> Aim of the exercise
Check each line below for the word "started", and copy those that have it.

··· Dataset records

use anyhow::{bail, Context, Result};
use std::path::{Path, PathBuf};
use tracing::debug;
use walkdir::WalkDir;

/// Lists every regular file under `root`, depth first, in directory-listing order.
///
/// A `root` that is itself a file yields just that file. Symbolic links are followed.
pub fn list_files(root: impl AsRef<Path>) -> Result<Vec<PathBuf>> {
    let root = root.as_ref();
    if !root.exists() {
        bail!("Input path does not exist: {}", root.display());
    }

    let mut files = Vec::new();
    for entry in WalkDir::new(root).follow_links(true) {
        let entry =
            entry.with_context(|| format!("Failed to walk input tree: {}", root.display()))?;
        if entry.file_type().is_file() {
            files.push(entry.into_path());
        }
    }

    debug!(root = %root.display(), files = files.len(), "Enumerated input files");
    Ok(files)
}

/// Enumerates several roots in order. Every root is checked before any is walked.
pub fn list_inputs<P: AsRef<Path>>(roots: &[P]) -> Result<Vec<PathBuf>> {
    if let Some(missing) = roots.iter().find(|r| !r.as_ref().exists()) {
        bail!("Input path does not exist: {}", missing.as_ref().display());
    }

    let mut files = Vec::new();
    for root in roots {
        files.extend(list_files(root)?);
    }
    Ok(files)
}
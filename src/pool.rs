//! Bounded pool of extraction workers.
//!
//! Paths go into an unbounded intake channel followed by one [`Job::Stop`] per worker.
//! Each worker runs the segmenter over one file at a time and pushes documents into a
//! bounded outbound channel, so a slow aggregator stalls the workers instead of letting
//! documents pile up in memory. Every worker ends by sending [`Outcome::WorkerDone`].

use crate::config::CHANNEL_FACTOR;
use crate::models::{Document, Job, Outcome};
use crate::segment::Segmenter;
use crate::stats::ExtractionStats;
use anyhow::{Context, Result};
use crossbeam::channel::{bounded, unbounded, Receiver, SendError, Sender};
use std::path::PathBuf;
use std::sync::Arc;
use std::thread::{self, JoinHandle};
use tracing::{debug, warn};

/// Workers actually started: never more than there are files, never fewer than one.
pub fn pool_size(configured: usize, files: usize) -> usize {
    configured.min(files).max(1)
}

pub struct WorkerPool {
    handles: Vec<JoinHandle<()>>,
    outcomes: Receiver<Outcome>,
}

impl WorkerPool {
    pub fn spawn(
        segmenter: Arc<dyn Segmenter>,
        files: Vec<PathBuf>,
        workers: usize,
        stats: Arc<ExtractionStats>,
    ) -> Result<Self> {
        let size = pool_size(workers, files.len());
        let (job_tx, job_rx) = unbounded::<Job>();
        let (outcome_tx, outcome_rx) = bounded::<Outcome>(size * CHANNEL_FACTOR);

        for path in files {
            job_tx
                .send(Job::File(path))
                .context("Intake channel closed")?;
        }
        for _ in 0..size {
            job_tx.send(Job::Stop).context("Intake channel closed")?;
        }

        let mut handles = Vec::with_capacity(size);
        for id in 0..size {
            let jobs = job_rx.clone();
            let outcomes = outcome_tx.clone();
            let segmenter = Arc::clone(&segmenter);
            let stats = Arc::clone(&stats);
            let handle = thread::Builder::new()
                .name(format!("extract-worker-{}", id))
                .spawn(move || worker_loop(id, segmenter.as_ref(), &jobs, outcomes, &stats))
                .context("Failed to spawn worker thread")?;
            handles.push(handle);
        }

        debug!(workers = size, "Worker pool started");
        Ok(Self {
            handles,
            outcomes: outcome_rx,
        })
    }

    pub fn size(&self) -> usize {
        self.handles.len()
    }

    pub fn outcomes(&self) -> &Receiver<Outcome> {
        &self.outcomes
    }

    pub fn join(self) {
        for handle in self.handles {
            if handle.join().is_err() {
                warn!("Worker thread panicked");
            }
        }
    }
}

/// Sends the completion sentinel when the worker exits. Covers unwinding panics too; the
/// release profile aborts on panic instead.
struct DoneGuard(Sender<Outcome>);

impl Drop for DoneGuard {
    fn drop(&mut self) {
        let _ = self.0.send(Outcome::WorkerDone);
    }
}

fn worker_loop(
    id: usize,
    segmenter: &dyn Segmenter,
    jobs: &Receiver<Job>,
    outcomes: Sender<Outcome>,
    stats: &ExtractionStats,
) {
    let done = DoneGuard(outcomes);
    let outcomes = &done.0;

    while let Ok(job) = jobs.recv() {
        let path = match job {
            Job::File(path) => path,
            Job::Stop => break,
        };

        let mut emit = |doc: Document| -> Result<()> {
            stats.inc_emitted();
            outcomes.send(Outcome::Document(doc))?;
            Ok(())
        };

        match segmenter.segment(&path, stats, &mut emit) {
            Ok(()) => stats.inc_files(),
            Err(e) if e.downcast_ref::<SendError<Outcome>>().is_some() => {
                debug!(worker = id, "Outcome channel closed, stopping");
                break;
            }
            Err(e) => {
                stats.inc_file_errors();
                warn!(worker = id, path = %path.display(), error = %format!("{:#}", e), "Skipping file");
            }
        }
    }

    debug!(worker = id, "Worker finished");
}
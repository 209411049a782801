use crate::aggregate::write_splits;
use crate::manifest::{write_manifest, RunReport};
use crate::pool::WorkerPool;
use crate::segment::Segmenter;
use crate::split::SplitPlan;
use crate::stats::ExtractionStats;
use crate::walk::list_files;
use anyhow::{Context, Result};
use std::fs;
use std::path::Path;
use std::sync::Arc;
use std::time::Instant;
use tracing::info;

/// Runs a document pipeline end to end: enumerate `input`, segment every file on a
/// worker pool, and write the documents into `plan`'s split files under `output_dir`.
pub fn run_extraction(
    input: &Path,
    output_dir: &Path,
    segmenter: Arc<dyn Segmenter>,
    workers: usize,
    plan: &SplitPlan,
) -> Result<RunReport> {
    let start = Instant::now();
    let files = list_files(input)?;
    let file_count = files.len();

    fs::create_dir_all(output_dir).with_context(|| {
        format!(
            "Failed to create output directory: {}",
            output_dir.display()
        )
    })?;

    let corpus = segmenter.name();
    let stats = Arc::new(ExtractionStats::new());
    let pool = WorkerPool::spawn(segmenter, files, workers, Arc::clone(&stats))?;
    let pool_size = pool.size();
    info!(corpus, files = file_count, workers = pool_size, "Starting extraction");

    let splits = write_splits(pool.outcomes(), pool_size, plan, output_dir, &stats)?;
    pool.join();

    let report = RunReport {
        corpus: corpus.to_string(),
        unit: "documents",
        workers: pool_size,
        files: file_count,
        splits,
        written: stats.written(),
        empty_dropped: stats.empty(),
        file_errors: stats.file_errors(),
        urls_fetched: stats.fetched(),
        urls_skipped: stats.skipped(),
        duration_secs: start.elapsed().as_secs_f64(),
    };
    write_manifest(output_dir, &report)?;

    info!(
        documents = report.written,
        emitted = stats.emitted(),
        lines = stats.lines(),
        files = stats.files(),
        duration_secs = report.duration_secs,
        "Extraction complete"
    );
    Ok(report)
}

······
··· Dataset records

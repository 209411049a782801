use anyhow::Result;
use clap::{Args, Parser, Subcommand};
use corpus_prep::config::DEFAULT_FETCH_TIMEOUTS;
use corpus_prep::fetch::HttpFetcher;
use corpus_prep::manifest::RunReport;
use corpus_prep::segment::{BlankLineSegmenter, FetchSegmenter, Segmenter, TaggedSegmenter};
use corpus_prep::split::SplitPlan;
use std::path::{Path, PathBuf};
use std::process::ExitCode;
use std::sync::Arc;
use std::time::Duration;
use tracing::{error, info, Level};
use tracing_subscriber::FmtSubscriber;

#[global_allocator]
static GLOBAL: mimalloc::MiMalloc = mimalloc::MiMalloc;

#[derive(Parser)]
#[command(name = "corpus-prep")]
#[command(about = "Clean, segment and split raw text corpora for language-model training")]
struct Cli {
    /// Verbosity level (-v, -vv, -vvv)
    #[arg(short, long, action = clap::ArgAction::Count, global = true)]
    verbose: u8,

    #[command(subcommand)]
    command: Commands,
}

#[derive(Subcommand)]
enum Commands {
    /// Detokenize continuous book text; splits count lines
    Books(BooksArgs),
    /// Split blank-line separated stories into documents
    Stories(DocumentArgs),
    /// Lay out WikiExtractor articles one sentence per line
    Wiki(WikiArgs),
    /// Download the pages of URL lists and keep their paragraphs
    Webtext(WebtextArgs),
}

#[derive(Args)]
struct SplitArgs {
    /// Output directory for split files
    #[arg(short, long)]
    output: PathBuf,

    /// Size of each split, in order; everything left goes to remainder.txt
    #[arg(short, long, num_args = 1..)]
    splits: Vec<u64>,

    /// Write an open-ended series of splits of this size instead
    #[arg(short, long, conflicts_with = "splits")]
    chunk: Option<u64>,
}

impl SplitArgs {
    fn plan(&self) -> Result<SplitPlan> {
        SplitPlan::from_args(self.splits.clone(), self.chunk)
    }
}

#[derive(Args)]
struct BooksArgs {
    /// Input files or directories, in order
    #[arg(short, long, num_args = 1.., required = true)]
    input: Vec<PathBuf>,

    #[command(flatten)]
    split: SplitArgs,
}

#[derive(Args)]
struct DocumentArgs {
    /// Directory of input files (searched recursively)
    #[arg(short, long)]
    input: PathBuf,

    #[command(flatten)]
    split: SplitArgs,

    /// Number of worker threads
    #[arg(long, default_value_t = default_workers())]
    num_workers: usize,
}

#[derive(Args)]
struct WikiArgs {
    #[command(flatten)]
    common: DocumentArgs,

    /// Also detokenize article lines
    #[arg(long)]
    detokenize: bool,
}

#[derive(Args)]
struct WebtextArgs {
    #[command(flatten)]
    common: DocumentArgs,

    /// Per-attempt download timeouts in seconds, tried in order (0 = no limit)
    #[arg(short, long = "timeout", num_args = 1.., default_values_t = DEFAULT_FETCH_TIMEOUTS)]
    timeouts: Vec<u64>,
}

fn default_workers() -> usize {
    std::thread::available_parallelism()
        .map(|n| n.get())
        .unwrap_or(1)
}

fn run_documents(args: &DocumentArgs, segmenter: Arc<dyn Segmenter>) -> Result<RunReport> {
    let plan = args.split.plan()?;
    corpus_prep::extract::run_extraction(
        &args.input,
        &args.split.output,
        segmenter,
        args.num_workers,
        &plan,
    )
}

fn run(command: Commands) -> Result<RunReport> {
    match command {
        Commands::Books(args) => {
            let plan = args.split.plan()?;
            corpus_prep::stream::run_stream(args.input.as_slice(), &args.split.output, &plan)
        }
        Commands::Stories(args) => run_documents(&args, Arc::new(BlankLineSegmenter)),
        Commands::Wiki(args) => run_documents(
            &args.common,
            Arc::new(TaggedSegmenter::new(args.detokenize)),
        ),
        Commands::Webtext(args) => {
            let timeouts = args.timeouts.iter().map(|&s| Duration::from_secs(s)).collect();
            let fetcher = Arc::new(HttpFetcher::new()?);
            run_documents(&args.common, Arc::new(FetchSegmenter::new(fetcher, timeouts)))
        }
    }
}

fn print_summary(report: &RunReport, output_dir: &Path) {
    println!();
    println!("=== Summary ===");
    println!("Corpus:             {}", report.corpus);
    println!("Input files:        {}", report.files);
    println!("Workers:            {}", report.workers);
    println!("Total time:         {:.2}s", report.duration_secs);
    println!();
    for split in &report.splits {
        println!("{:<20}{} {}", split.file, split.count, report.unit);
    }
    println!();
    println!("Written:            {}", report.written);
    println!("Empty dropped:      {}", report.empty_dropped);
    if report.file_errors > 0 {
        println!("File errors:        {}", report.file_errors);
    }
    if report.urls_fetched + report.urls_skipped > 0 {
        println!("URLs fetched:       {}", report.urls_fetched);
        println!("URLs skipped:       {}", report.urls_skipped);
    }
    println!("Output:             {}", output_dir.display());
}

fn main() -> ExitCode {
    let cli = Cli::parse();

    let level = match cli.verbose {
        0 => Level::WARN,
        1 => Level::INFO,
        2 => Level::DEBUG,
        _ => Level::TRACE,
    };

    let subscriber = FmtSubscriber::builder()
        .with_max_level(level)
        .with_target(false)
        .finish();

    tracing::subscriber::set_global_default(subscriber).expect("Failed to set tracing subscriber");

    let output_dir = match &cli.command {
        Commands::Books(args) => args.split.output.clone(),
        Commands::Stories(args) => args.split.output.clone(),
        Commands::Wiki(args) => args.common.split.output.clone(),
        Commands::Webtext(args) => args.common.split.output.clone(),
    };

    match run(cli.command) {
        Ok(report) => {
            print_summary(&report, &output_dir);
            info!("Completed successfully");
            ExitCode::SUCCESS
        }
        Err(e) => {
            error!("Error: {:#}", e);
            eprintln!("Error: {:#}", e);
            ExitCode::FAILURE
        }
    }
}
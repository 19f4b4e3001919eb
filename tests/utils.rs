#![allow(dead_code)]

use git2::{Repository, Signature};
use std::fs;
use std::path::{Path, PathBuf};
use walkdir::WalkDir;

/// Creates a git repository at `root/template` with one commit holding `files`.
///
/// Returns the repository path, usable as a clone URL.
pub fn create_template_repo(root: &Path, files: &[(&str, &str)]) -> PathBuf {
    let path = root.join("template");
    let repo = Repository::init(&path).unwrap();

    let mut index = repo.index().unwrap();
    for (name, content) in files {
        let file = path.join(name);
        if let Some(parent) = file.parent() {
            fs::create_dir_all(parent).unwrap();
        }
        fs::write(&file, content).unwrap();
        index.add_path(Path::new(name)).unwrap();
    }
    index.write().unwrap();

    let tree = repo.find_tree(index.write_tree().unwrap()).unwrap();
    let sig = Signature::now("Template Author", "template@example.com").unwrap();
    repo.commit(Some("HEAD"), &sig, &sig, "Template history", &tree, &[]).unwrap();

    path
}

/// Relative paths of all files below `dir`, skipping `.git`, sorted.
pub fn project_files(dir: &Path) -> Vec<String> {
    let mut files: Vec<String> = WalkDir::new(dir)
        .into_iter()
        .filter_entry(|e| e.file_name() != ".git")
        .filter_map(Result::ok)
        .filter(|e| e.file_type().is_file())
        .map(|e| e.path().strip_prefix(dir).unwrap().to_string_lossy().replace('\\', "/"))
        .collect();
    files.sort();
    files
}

······
··· Dataset records

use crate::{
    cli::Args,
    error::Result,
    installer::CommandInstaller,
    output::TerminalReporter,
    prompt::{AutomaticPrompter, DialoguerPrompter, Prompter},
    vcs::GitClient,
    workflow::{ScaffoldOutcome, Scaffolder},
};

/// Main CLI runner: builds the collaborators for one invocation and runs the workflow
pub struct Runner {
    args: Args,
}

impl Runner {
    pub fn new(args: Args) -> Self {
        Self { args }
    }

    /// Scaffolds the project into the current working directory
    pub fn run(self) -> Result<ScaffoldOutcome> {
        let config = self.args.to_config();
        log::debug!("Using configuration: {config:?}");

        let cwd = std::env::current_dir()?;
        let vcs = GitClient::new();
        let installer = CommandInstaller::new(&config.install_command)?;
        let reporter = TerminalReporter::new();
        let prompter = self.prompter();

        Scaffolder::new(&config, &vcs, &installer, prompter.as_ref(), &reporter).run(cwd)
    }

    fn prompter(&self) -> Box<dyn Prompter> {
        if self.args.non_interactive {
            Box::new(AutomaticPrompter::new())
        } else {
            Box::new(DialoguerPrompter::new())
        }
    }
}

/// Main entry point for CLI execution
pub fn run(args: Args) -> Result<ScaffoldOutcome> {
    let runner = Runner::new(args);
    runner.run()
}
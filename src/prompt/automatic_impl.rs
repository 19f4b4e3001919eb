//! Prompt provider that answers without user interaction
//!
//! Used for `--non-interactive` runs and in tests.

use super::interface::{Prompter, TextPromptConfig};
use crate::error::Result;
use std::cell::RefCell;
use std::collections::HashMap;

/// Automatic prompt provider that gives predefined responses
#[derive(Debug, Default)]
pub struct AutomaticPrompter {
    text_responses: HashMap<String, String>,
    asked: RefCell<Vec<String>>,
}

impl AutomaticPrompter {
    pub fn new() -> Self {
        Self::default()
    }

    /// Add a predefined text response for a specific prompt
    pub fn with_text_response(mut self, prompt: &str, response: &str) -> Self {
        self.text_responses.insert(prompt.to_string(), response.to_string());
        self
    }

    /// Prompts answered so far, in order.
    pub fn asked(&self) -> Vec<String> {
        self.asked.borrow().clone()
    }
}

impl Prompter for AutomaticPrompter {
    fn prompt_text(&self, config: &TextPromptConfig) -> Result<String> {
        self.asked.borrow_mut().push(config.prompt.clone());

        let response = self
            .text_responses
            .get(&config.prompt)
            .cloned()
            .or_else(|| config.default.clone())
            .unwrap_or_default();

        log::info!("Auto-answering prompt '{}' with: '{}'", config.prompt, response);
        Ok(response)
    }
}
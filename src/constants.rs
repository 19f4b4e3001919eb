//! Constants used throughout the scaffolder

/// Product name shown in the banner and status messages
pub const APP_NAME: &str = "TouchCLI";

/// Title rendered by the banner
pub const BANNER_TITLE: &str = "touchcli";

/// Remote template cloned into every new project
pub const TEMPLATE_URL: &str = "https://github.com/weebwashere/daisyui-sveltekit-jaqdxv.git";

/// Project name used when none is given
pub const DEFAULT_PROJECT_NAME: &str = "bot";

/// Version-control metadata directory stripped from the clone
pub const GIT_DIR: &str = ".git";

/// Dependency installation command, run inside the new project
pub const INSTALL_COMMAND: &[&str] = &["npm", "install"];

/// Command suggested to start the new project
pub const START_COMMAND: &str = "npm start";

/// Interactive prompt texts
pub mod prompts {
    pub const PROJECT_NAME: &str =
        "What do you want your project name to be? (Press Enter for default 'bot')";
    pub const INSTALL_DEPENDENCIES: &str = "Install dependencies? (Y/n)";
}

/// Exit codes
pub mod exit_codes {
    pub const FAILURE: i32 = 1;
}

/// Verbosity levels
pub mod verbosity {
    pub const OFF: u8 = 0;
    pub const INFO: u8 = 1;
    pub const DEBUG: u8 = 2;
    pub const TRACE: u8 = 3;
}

······

> Reply
/// Workers actually started: never more than there are files, never fewer than one.
        debug!(workers = size, "Worker pool started");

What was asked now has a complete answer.